(Stored data)
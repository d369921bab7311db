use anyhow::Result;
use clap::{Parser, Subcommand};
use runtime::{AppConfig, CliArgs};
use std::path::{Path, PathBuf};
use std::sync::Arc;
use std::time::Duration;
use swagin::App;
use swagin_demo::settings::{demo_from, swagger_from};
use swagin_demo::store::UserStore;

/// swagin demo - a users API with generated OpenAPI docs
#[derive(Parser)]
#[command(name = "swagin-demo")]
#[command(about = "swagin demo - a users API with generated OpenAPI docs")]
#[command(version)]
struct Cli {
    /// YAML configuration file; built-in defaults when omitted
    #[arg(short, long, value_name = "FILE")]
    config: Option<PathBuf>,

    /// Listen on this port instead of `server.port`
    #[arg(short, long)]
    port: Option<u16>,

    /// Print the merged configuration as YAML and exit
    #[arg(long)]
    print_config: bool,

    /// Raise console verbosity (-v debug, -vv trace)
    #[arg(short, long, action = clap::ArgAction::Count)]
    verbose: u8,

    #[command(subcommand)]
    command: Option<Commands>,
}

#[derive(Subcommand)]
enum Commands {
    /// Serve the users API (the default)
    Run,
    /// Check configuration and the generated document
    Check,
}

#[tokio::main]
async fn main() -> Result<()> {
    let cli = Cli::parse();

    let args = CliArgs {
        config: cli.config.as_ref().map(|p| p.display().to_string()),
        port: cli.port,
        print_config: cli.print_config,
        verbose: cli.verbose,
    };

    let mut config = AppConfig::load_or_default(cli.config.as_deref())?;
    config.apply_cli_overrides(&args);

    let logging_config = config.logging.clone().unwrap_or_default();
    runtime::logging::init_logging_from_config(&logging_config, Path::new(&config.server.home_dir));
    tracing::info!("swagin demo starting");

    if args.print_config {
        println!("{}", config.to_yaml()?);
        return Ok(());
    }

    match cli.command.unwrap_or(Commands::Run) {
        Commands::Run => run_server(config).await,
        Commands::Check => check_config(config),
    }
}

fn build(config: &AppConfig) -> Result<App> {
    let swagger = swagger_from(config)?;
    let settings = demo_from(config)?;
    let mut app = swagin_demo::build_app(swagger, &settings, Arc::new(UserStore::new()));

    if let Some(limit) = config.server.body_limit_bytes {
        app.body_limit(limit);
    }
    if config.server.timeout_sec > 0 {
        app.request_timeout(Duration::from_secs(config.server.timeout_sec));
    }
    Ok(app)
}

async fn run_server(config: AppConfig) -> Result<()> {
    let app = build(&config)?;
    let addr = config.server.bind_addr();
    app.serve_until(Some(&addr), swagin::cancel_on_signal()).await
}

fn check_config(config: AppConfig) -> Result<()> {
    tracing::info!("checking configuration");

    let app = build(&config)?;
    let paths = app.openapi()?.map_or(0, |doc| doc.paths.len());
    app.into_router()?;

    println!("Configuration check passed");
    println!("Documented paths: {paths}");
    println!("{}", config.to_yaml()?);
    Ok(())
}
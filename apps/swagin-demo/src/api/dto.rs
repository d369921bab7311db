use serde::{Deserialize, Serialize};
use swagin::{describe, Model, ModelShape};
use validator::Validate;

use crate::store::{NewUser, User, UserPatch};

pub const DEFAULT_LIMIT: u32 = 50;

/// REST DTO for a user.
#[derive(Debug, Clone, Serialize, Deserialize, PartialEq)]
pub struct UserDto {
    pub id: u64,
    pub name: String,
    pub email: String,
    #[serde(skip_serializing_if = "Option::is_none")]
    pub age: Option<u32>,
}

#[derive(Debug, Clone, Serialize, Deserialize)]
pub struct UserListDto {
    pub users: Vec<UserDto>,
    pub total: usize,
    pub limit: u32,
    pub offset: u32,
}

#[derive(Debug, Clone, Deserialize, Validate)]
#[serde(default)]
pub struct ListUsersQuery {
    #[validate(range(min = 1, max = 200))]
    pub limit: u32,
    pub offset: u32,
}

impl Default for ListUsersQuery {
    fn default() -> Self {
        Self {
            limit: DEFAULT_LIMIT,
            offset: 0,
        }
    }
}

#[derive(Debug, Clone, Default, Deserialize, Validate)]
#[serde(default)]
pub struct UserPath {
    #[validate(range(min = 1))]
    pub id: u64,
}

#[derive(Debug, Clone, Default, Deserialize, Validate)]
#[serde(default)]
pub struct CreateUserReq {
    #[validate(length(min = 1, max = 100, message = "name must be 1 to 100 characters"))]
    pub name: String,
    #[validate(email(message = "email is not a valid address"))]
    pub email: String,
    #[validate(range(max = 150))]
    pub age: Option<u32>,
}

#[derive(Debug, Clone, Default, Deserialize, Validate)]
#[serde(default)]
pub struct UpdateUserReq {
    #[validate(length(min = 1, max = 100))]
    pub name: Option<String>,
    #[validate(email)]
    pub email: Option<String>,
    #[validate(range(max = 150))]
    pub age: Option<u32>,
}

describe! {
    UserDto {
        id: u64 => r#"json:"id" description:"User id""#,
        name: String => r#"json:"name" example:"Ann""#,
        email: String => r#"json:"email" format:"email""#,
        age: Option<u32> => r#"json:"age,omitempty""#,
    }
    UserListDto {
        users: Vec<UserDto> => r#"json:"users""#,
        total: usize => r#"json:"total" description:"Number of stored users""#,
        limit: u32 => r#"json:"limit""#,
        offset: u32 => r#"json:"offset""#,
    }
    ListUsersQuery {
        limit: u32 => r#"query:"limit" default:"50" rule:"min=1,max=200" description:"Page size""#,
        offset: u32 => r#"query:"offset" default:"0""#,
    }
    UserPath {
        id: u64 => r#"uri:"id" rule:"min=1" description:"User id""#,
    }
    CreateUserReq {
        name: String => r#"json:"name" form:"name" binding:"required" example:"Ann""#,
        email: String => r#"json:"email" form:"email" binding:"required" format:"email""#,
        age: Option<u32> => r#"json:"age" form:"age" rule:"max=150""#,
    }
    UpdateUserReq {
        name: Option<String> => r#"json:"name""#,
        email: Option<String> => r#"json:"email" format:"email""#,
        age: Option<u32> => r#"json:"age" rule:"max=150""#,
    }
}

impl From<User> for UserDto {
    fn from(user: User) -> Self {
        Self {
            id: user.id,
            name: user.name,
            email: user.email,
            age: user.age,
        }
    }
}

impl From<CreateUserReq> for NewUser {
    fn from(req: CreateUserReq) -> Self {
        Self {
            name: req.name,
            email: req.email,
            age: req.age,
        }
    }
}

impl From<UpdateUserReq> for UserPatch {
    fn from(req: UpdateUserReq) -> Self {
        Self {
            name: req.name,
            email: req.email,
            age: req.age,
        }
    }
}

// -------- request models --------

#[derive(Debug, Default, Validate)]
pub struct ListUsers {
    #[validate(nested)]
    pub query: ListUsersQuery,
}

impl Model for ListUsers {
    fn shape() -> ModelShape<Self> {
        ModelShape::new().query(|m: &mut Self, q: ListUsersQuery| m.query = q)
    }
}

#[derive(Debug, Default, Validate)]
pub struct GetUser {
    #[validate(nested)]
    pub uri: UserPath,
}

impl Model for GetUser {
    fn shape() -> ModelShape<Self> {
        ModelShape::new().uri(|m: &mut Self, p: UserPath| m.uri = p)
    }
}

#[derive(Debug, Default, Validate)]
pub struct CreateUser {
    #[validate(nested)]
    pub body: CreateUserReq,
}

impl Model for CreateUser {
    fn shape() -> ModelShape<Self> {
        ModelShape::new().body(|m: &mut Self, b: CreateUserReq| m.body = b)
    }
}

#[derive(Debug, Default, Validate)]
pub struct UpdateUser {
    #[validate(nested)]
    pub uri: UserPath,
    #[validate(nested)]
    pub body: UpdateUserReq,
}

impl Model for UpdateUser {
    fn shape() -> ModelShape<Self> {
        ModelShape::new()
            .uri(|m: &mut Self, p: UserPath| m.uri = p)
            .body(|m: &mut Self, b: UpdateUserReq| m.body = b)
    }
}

◆ Work required ◆
Please return every line in the data that includes the string "length".

◆ Solution ◆
    #[validate(length(min = 1, max = 100, message = "name must be 1 to 100 characters"))]
    #[validate(length(min = 1, max = 100))]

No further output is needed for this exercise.